(Saved entries)
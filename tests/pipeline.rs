//! End-to-end pipeline tests over the public API.

use std::collections::BTreeMap;

use periodize::models::{Exercise, Phase, PhaseComponent};
use periodize::{pipeline, Parameters, RoundRobinAdvisor, SolverConfig};

fn init_logging() {
    let _ = env_logger::builder().is_test(true).try_init();
}

fn sample_params() -> Parameters {
    Parameters::new()
        .with_phase(
            Phase::new(1, "stabilization endurance")
                .with_duration(4, 6)
                .required(),
        )
        .with_phase(
            Phase::new(2, "strength endurance")
                .with_duration(3, 5)
                .required()
                .goal(),
        )
        .with_phase(
            Phase::new(3, "recovery")
                .with_duration(1, 2)
                .required()
                .recovery(),
        )
        .with_phase_component(
            PhaseComponent::new(1, "core stabilization")
                .with_bodypart(1)
                .with_duration(100, 600)
                .with_seconds_per_exercise(2, 4)
                .with_reps(12, 15)
                .with_sets(1, 3)
                .with_rest(0, 4)
                .with_intensity(0, 0)
                .required_every_workout(),
        )
        .with_phase_component(
            PhaseComponent::new(2, "chest resistance")
                .with_bodypart(2)
                .with_duration(100, 800)
                .with_seconds_per_exercise(2, 4)
                .with_reps(8, 12)
                .with_sets(2, 4)
                .with_rest(6, 12)
                .with_intensity(50, 100),
        )
        .with_exercise(
            Exercise::new(1, "plank")
                .with_phase_components(vec![1])
                .with_bodypart(1)
                .with_category(1)
                .with_base_strain(1),
        )
        .with_exercise(
            Exercise::new(2, "bench press")
                .with_phase_components(vec![2])
                .with_bodypart(2)
                .with_category(2)
                .weighted(8000)
                .with_base_strain(3),
        )
        .with_available_weights(vec![4000, 6000, 8000])
        .with_macrocycle_allowed_weeks(20)
        .with_max_mesocycles(4)
        .with_recovery_window(3)
        .with_availability(vec![1500, 0])
        .with_slots_per_day(2)
        .with_workout_length(1500)
        .with_projected_duration(400)
}

#[test]
fn full_run_yields_consistent_solution() {
    init_logging();
    let params = sample_params();
    let mut advisor = RoundRobinAdvisor::new();
    let outcome = pipeline::run(
        &params,
        &BTreeMap::new(),
        &mut advisor,
        &SolverConfig::default(),
    )
    .expect("valid parameters");

    assert!(outcome.solution.status.has_solution());

    let phases = outcome.solution.phase_schedule.as_ref().unwrap();
    assert!(phases.total_weeks <= 20);
    assert_eq!(phases.slots[0].phase_id, 1);

    let days = outcome.solution.component_schedule.as_ref().unwrap();
    assert!(!days.days[1].active_workday, "zero-availability day rests");

    for row in &outcome.output {
        assert_ne!(row.exercise_id, 0);
        let exercise = params
            .exercises
            .iter()
            .find(|e| e.id == row.exercise_id)
            .unwrap();
        if exercise.weighted {
            assert!(params.available_weights.contains(&row.training_weight));
        } else {
            assert_eq!(row.intensity_var, 0);
            assert_eq!(row.training_weight, 0);
        }
    }
}

#[test]
fn output_rows_keep_the_persistence_field_names() {
    init_logging();
    let params = sample_params();
    let mut advisor = RoundRobinAdvisor::new();
    let outcome = pipeline::run(
        &params,
        &BTreeMap::new(),
        &mut advisor,
        &SolverConfig::default(),
    )
    .unwrap();

    let row = outcome.output.first().expect("at least one active slot");
    let json = serde_json::to_value(row).unwrap();
    for field in [
        "phase_component_id",
        "bodypart_id",
        "exercise_id",
        "reps_var",
        "sets_var",
        "intensity_var",
        "rest_var",
        "training_weight",
    ] {
        assert!(json.get(field).is_some(), "missing output field '{field}'");
    }
}

#[test]
fn relaxing_more_constraints_preserves_feasibility() {
    init_logging();
    let params = sample_params();

    let feasible_with = |overrides: &BTreeMap<String, bool>| {
        let mut advisor = RoundRobinAdvisor::new();
        pipeline::run(&params, overrides, &mut advisor, &SolverConfig::default())
            .unwrap()
            .solution
            .status
            .has_solution()
    };

    assert!(feasible_with(&BTreeMap::new()));
    // Turning additional groups off can only widen the solution space.
    let mut overrides = BTreeMap::new();
    overrides.insert("phase_2_is_str_end".to_string(), false);
    overrides.insert("duration_spread".to_string(), false);
    overrides.insert("progressive_overload".to_string(), false);
    assert!(feasible_with(&overrides));
}
//! Training phase model.
//!
//! A phase is a macro-level training stage (stabilization endurance,
//! strength endurance, hypertrophy, ...) assigned to mesocycle slots over
//! a macrocycle. Durations are in whole weeks.

use serde::{Deserialize, Serialize};

/// A training phase available for mesocycle assignment.
///
/// Index 0 of the phase catalog is the inactive sentinel (see
/// [`Phase::sentinel`]); every real phase has `id >= 1`.
#[derive(Debug, Clone, Serialize, Deserialize)]
pub struct Phase {
    /// Catalog id; 0 is reserved for the inactive sentinel.
    pub id: i64,
    /// Human-readable name.
    pub name: String,
    /// Shortest admissible stay in this phase, in weeks.
    pub duration_min: i64,
    /// Longest admissible stay in this phase, in weeks.
    pub duration_max: i64,
    /// Whether the active goal requires this phase to appear at least once.
    pub required_phase: bool,
    /// Whether time in this phase counts toward the goal objective.
    pub goal_phase: bool,
    /// Whether this is the designated recovery phase for windowed revisits.
    pub recovery_phase: bool,
}

impl Phase {
    /// Creates a phase with zero-width duration and no flags set.
    pub fn new(id: i64, name: impl Into<String>) -> Self {
        Self {
            id,
            name: name.into(),
            duration_min: 0,
            duration_max: 0,
            required_phase: false,
            goal_phase: false,
            recovery_phase: false,
        }
    }

    /// The inactive sentinel occupying catalog index 0.
    pub fn sentinel() -> Self {
        Self::new(0, "inactive")
    }

    /// Sets the admissible duration range in weeks.
    pub fn with_duration(mut self, min: i64, max: i64) -> Self {
        self.duration_min = min;
        self.duration_max = max;
        self
    }

    /// Marks the phase as required for the active goal.
    pub fn required(mut self) -> Self {
        self.required_phase = true;
        self
    }

    /// Marks time in this phase as goal time for the objective.
    pub fn goal(mut self) -> Self {
        self.goal_phase = true;
        self
    }

    /// Marks this as the recovery phase anchoring windowed revisits.
    pub fn recovery(mut self) -> Self {
        self.recovery_phase = true;
        self
    }
}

◆ PROMPT ◆
Report every line of the records that contains the word "days".

◆ ANSWER BOX ◆
    let days = outcome.solution.component_schedule.as_ref().unwrap();
    assert!(!days.days[1].active_workday, "zero-availability day rests");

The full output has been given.